I was diganosed as a LADA on my 42nd birthday, less than a year ago. At this time last year I was in serious denial about the preliminary type 2 diagnosis I had received in November as I plowed through the Holiday Carbs!
This last year since my diagnosis has been one of the best I’ve had in quite a while, just because I feel so much better than I had in some time. My blood glucose swings were causing me to be pretty irritable, and I was generally low energy and just never felt like doing anything. I had several experiences of “bonking” while working out due to low bgl, so I was starting to avoid strenuous activity.
My family, especially my wife, have been incredibly supportive. She had been dealing with autoimmune thyroid and adrenal issues, and had found carefull diet and stress reduction to be very helpful. The same has worked very well for me.

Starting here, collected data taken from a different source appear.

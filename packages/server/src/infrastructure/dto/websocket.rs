//! WebSocket message DTOs.
//!
//! Every frame is a JSON text frame. Inbound frames are command envelopes,
//! outbound frames are tagged by their `type` field.

use serde::{Deserialize, Serialize};
use serde_json::Value;

use crate::domain::{WidgetKind, WidgetRecord, WidgetState};

/// Messages the relay sends.
#[derive(Debug, Clone, PartialEq, Serialize, Deserialize)]
#[serde(tag = "type", rename_all = "SCREAMING_SNAKE_CASE")]
pub enum OutboundMessage {
    StateSync { payload: WidgetState },
    TickerUpdate { payload: WidgetRecord },
    PopupUpdate { payload: WidgetRecord },
    BrbUpdate { payload: WidgetRecord },
    CountdownUpdate { payload: WidgetRecord },
    StatsUpdate { payload: WidgetRecord },
    PopupTrigger { payload: Value },
    Pong { timestamp: i64 },
    Ack { widget: WidgetKind },
    Error { message: String },
}

impl OutboundMessage {
    /// The `*_UPDATE` event announcing a merged record.
    pub fn widget_update(kind: WidgetKind, payload: WidgetRecord) -> Self {
        match kind {
            WidgetKind::Ticker => OutboundMessage::TickerUpdate { payload },
            WidgetKind::Popup => OutboundMessage::PopupUpdate { payload },
            WidgetKind::Brb => OutboundMessage::BrbUpdate { payload },
            WidgetKind::Countdown => OutboundMessage::CountdownUpdate { payload },
            WidgetKind::Stats => OutboundMessage::StatsUpdate { payload },
        }
    }

    pub fn error(message: impl Into<String>) -> Self {
        OutboundMessage::Error {
            message: message.into(),
        }
    }

    pub fn to_json(&self) -> Result<String, serde_json::Error> {
        serde_json::to_string(self)
    }
}

/// Command envelope as sent by clients: `{type, payload?, token?}`.
#[derive(Debug, Clone, Default, PartialEq, Serialize, Deserialize)]
pub struct CommandEnvelope {
    #[serde(rename = "type", default, skip_serializing_if = "Option::is_none")]
    pub r#type: Option<String>,
    #[serde(default, skip_serializing_if = "Option::is_none")]
    pub payload: Option<Value>,
    #[serde(default, skip_serializing_if = "Option::is_none")]
    pub token: Option<String>,
}

impl CommandEnvelope {
    pub fn new(r#type: impl Into<String>, payload: Option<Value>, token: Option<String>) -> Self {
        Self {
            r#type: Some(r#type.into()),
            payload,
            token,
        }
    }

    /// Parse an inbound text frame.
    ///
    /// Only syntactically invalid JSON is an error. Valid JSON of any other
    /// shape yields an envelope whose missing or non-string fields are `None`,
    /// and a `null` payload counts as absent.
    pub fn parse(text: &str) -> Result<Self, serde_json::Error> {
        let value: Value = serde_json::from_str(text)?;
        let Value::Object(mut fields) = value else {
            return Ok(Self::default());
        };

        let string_field = |value: Option<Value>| match value {
            Some(Value::String(s)) => Some(s),
            _ => None,
        };

        Ok(Self {
            r#type: string_field(fields.remove("type")),
            payload: fields.remove("payload").filter(|p| !p.is_null()),
            token: string_field(fields.remove("token")),
        })
    }
}

#[cfg(test)]
mod tests {
    use super::*;
    use serde_json::json;

    #[test]
    fn test_outbound_type_tags() {
        // テスト項目: 送信メッセージの type が仕様どおりの文字列になる
        // given (前提条件):
        let record = WidgetKind::Ticker.default_record();
        let cases = [
            (
                OutboundMessage::StateSync {
                    payload: WidgetState::default(),
                },
                "STATE_SYNC",
            ),
            (
                OutboundMessage::widget_update(WidgetKind::Ticker, record.clone()),
                "TICKER_UPDATE",
            ),
            (
                OutboundMessage::widget_update(WidgetKind::Popup, record.clone()),
                "POPUP_UPDATE",
            ),
            (
                OutboundMessage::widget_update(WidgetKind::Brb, record.clone()),
                "BRB_UPDATE",
            ),
            (
                OutboundMessage::widget_update(WidgetKind::Countdown, record.clone()),
                "COUNTDOWN_UPDATE",
            ),
            (
                OutboundMessage::widget_update(WidgetKind::Stats, record),
                "STATS_UPDATE",
            ),
            (
                OutboundMessage::PopupTrigger { payload: json!({}) },
                "POPUP_TRIGGER",
            ),
            (OutboundMessage::Pong { timestamp: 1 }, "PONG"),
            (
                OutboundMessage::Ack {
                    widget: WidgetKind::Countdown,
                },
                "ACK",
            ),
            (OutboundMessage::error("boom"), "ERROR"),
        ];

        for (message, expected) in cases {
            // when (操作):
            let value = serde_json::to_value(&message).unwrap();

            // then (期待する結果):
            assert_eq!(value["type"], json!(expected));
        }
    }

    #[test]
    fn test_ack_and_error_shapes() {
        // テスト項目: ACK と ERROR のフィールドが正しく出力される
        // given (前提条件):
        let ack = OutboundMessage::Ack {
            widget: WidgetKind::Brb,
        };
        let error = OutboundMessage::error("Unauthorized");

        // when (操作):
        let ack_json = serde_json::to_value(&ack).unwrap();
        let error_json = serde_json::to_value(&error).unwrap();

        // then (期待する結果):
        assert_eq!(ack_json, json!({"type": "ACK", "widget": "brb"}));
        assert_eq!(
            error_json,
            json!({"type": "ERROR", "message": "Unauthorized"})
        );
    }

    #[test]
    fn test_state_sync_round_trips_for_clients() {
        // テスト項目: クライアント側で STATE_SYNC を読み戻せる
        // given (前提条件):
        let message = OutboundMessage::StateSync {
            payload: WidgetState::default(),
        };
        let text = message.to_json().unwrap();

        // when (操作):
        let parsed: OutboundMessage = serde_json::from_str(&text).unwrap();

        // then (期待する結果):
        assert_eq!(parsed, message);
    }

    #[test]
    fn test_parse_full_envelope() {
        // テスト項目: type / payload / token が全て読み取れる
        // given (前提条件):
        let text = r#"{"type":"UPDATE_TICKER","payload":{"message":"hi"},"token":"t"}"#;

        // when (操作):
        let envelope = CommandEnvelope::parse(text).unwrap();

        // then (期待する結果):
        assert_eq!(envelope.r#type.as_deref(), Some("UPDATE_TICKER"));
        assert_eq!(envelope.payload, Some(json!({"message": "hi"})));
        assert_eq!(envelope.token.as_deref(), Some("t"));
    }

    #[test]
    fn test_parse_invalid_json_is_error() {
        // テスト項目: JSON として不正な文字列はエラーになる
        // given (前提条件):
        let text = "not json {";

        // when (操作):
        let result = CommandEnvelope::parse(text);

        // then (期待する結果):
        assert!(result.is_err());
    }

    #[test]
    fn test_parse_tolerates_odd_shapes() {
        // テスト項目: オブジェクト以外や型違いのフィールドは None として扱われる
        // given (前提条件):
        let cases = [
            "42",
            "[1,2,3]",
            r#""PING""#,
            r#"{"type":7,"token":123,"payload":null}"#,
            "{}",
        ];

        for text in cases {
            // when (操作):
            let envelope = CommandEnvelope::parse(text).unwrap();

            // then (期待する結果):
            assert_eq!(envelope, CommandEnvelope::default(), "input: {}", text);
        }
    }

    #[test]
    fn test_serialize_skips_absent_fields() {
        // テスト項目: クライアントが送る封筒は None のフィールドを出力しない
        // given (前提条件):
        let envelope = CommandEnvelope::new("PING", None, None);

        // when (操作):
        let text = serde_json::to_string(&envelope).unwrap();

        // then (期待する結果):
        assert_eq!(text, r#"{"type":"PING"}"#);
    }
}
//! Time-related utilities with clock abstraction for testability.

use chrono::{DateTime, SecondsFormat, Utc};

/// Clock trait for dependency injection and testing
pub trait Clock: Send + Sync {
    /// Get current Unix timestamp in UTC (milliseconds)
    fn now_millis(&self) -> i64;
}

/// System clock implementation (uses actual system time)
#[derive(Debug, Clone, Copy, Default)]
pub struct SystemClock;

impl Clock for SystemClock {
    fn now_millis(&self) -> i64 {
        get_timestamp_millis()
    }
}

/// Fixed clock implementation for testing (returns a fixed time)
#[derive(Debug, Clone, Copy)]
pub struct FixedClock {
    fixed_time: i64,
}

impl FixedClock {
    /// Create a new fixed clock with the given timestamp
    pub fn new(fixed_time_millis: i64) -> Self {
        Self {
            fixed_time: fixed_time_millis,
        }
    }
}

impl Clock for FixedClock {
    fn now_millis(&self) -> i64 {
        self.fixed_time
    }
}

/// Get current Unix timestamp in UTC (milliseconds)
pub fn get_timestamp_millis() -> i64 {
    Utc::now().timestamp_millis()
}

/// Convert a Unix timestamp (milliseconds) to RFC 3339 in UTC.
///
/// Timestamps outside chrono's representable range are rendered as the raw number.
pub fn timestamp_to_rfc3339(timestamp_millis: i64) -> String {
    match DateTime::<Utc>::from_timestamp_millis(timestamp_millis) {
        Some(dt) => dt.to_rfc3339_opts(SecondsFormat::Millis, true),
        None => timestamp_millis.to_string(),
    }
}

/// Elapsed seconds between two millisecond timestamps, never negative.
pub fn elapsed_secs(since_millis: i64, now_millis: i64) -> f64 {
    (now_millis.saturating_sub(since_millis)).max(0) as f64 / 1000.0
}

I am still in a serious honeymoon phase with my diabetes, as I only have to do one daily injection of 18 units of Lantus along with diet and excercise to maintain good control in my target range. If it would stay at this level, I would think diabetes is not so tough. However, I know that at some point I’ll continue the downhill slide of insulin production and my life will get much more difficult. I am trying to live in the moment and just appreciate my current status. If I thought too much about where this all could lead, I think depression would be a serious issue.
At this point though, it’s been hard to see my diagnosis other than as a blessing based on how much better I feel since beginning treatment. It’s been like emerging from a heavy fog into bright sunshine.